» PROBLEM STATEMENT
Your result should be the lines holding the word "rediscovered", copied from the entries below.

[Collected data]
☆ ☆ ☆
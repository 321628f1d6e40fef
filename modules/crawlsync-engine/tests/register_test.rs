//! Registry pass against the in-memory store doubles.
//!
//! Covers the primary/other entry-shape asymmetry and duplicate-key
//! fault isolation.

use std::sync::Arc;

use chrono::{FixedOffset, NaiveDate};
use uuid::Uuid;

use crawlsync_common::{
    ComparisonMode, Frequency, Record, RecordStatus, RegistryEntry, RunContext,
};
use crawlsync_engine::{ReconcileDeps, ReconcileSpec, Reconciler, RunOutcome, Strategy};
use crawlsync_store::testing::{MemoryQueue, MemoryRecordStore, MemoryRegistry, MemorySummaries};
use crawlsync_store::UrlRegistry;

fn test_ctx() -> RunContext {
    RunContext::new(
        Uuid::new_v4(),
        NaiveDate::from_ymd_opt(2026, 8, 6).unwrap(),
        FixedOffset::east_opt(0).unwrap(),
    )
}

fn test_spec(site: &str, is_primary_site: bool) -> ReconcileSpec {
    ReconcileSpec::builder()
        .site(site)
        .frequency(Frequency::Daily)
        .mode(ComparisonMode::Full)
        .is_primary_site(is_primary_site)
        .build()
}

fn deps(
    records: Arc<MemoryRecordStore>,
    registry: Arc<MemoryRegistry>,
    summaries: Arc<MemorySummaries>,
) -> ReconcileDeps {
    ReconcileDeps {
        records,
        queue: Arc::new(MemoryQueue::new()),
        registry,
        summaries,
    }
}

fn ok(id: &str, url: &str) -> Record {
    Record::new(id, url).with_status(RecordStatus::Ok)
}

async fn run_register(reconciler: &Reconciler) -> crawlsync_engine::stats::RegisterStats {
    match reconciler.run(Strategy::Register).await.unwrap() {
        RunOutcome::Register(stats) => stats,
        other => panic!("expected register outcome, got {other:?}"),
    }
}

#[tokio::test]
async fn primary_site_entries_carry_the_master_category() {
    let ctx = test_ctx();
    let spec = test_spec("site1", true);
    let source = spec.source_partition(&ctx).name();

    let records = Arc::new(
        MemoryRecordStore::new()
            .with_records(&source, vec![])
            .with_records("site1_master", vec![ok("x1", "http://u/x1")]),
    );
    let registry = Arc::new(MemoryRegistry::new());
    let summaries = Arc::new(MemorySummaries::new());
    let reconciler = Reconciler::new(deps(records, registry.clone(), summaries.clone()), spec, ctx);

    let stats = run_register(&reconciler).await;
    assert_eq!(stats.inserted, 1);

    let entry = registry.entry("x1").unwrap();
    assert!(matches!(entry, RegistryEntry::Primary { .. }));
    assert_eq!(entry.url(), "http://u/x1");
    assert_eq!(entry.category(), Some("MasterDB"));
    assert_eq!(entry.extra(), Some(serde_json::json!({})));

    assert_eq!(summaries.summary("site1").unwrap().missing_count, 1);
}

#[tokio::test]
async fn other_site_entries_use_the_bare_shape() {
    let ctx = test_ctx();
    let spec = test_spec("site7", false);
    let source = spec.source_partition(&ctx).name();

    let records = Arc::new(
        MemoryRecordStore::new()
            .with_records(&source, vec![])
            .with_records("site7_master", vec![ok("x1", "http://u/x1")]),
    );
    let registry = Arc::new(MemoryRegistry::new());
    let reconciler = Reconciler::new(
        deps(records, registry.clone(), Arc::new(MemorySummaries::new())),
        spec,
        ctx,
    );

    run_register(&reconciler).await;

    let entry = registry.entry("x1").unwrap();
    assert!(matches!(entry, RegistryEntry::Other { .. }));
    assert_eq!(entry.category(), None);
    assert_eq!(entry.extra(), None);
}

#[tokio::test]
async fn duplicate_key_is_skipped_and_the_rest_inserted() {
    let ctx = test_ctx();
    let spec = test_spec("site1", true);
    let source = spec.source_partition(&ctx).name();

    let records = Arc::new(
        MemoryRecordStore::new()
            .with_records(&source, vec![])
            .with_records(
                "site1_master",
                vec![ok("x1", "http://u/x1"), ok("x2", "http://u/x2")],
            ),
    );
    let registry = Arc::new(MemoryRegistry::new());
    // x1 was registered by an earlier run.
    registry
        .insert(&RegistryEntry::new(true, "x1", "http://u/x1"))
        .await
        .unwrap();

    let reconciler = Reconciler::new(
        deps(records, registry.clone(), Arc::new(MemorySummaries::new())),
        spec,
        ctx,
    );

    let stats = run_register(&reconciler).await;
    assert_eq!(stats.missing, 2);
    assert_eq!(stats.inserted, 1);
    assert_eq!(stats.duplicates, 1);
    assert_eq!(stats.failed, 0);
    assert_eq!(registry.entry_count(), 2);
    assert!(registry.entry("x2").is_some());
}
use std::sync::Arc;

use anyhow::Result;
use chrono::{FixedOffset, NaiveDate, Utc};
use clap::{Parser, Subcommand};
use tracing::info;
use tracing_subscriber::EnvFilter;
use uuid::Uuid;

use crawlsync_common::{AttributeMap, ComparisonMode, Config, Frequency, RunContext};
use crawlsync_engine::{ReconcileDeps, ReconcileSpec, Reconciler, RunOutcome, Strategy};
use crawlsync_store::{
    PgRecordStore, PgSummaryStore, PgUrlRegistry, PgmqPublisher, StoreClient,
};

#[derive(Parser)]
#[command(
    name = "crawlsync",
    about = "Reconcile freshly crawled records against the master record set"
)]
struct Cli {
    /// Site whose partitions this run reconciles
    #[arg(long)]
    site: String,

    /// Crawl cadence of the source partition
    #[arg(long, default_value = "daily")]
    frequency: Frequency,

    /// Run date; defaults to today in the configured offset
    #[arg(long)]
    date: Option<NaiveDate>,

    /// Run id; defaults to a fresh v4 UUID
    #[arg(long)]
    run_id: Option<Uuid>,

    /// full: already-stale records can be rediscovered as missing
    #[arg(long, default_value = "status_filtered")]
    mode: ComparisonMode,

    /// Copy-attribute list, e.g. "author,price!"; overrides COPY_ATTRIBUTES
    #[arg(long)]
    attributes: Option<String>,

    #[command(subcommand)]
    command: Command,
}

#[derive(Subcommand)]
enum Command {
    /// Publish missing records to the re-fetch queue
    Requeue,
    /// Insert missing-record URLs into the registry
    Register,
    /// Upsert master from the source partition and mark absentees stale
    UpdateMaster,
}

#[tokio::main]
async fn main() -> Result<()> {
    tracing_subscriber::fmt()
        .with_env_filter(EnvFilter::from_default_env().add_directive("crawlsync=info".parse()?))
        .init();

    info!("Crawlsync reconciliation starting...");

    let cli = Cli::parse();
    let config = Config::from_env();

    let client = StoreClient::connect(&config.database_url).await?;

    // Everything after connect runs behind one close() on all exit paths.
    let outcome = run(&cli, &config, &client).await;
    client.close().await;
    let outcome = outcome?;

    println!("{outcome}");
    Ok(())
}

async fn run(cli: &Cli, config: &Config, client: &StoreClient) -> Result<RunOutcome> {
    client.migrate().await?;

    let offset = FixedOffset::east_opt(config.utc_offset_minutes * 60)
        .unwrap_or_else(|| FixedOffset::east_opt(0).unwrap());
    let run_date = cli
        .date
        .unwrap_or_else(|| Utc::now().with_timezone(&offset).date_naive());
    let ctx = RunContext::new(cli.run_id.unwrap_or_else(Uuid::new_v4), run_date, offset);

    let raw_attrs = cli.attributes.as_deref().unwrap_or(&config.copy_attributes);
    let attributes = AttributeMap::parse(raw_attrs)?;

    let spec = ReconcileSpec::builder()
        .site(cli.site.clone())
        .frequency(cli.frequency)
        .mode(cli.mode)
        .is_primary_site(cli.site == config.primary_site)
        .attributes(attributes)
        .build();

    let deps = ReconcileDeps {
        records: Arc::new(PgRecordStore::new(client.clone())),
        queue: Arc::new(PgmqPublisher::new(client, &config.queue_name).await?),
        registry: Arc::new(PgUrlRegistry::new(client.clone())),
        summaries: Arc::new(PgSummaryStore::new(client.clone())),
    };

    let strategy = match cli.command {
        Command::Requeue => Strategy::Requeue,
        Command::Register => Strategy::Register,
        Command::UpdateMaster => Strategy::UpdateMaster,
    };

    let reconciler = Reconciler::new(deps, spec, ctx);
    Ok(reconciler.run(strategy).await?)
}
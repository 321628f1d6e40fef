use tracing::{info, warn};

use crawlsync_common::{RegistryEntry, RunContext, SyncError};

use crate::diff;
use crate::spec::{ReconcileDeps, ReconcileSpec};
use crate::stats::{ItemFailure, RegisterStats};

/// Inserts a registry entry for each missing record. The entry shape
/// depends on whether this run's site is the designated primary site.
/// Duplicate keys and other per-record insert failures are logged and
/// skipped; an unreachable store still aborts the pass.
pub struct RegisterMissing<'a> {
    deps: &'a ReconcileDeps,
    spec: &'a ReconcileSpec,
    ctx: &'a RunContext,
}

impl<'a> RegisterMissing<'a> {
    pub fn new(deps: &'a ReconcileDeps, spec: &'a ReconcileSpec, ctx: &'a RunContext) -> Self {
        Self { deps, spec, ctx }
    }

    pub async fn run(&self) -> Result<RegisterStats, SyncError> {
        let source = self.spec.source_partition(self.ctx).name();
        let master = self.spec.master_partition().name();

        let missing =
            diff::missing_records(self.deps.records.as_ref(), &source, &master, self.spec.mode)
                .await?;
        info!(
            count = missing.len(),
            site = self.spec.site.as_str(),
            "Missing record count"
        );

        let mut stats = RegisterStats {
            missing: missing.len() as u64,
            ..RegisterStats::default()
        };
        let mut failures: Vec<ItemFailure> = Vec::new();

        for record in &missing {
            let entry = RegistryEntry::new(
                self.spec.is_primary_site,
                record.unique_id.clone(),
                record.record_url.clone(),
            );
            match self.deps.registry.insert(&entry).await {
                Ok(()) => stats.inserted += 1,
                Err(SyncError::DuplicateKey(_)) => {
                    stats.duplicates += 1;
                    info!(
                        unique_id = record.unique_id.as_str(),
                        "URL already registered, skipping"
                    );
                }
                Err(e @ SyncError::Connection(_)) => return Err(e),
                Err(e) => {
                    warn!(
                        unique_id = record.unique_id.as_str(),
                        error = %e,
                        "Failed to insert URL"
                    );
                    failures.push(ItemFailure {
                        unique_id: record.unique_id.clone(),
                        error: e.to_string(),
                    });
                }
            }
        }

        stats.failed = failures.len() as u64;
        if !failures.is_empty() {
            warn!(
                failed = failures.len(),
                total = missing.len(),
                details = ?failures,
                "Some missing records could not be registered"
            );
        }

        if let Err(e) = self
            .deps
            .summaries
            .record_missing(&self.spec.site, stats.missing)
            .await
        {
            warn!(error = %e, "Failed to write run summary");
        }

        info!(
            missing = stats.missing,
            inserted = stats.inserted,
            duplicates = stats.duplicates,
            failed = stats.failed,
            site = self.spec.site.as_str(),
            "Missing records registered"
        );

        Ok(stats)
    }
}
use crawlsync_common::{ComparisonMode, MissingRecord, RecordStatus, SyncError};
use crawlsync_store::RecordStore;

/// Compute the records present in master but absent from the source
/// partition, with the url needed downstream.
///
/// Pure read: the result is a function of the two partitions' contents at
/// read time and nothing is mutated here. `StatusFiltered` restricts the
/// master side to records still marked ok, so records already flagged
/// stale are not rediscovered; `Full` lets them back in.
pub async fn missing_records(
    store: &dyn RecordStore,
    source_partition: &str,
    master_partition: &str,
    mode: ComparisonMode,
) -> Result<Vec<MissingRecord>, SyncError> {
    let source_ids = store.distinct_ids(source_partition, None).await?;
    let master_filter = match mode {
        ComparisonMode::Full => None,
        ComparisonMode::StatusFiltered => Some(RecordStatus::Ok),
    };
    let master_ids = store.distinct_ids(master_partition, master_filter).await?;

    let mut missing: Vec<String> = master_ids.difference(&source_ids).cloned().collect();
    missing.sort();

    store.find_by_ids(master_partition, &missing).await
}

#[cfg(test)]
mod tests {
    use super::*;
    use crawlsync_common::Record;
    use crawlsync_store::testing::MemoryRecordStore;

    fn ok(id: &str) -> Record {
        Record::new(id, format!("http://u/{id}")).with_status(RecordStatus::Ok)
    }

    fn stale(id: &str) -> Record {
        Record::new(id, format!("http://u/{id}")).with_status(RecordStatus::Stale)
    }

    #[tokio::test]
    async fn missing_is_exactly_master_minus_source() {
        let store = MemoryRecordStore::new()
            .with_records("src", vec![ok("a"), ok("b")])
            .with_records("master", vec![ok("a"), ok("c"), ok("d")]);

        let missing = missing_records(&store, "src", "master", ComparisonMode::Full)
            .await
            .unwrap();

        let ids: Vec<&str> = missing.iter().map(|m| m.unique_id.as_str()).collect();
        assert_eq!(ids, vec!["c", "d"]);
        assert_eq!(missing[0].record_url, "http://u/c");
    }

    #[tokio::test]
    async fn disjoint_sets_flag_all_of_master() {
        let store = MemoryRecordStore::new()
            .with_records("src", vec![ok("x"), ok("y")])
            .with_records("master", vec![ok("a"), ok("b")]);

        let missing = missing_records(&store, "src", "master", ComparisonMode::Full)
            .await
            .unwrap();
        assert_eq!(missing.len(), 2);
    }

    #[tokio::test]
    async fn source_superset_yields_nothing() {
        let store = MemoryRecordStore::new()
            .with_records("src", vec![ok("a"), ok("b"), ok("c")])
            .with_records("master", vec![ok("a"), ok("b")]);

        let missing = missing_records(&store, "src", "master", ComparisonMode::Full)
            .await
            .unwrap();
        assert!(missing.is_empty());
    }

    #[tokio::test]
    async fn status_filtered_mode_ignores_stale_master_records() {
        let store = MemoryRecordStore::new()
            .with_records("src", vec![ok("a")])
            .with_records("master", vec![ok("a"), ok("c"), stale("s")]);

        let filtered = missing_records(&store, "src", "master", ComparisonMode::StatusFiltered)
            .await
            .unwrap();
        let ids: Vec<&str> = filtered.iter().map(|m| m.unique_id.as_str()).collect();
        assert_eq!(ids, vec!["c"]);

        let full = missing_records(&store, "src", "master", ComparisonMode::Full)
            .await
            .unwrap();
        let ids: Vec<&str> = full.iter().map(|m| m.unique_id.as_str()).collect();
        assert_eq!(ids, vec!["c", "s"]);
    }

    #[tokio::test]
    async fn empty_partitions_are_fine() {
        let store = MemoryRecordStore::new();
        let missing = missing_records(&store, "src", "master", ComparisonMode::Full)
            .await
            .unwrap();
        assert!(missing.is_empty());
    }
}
☆ ☆ ☆
» RESPONSE TO THIS EXERCISE
    /// full: already-stale records can be rediscovered as missing
/// stale are not rediscovered; `Full` lets them back in.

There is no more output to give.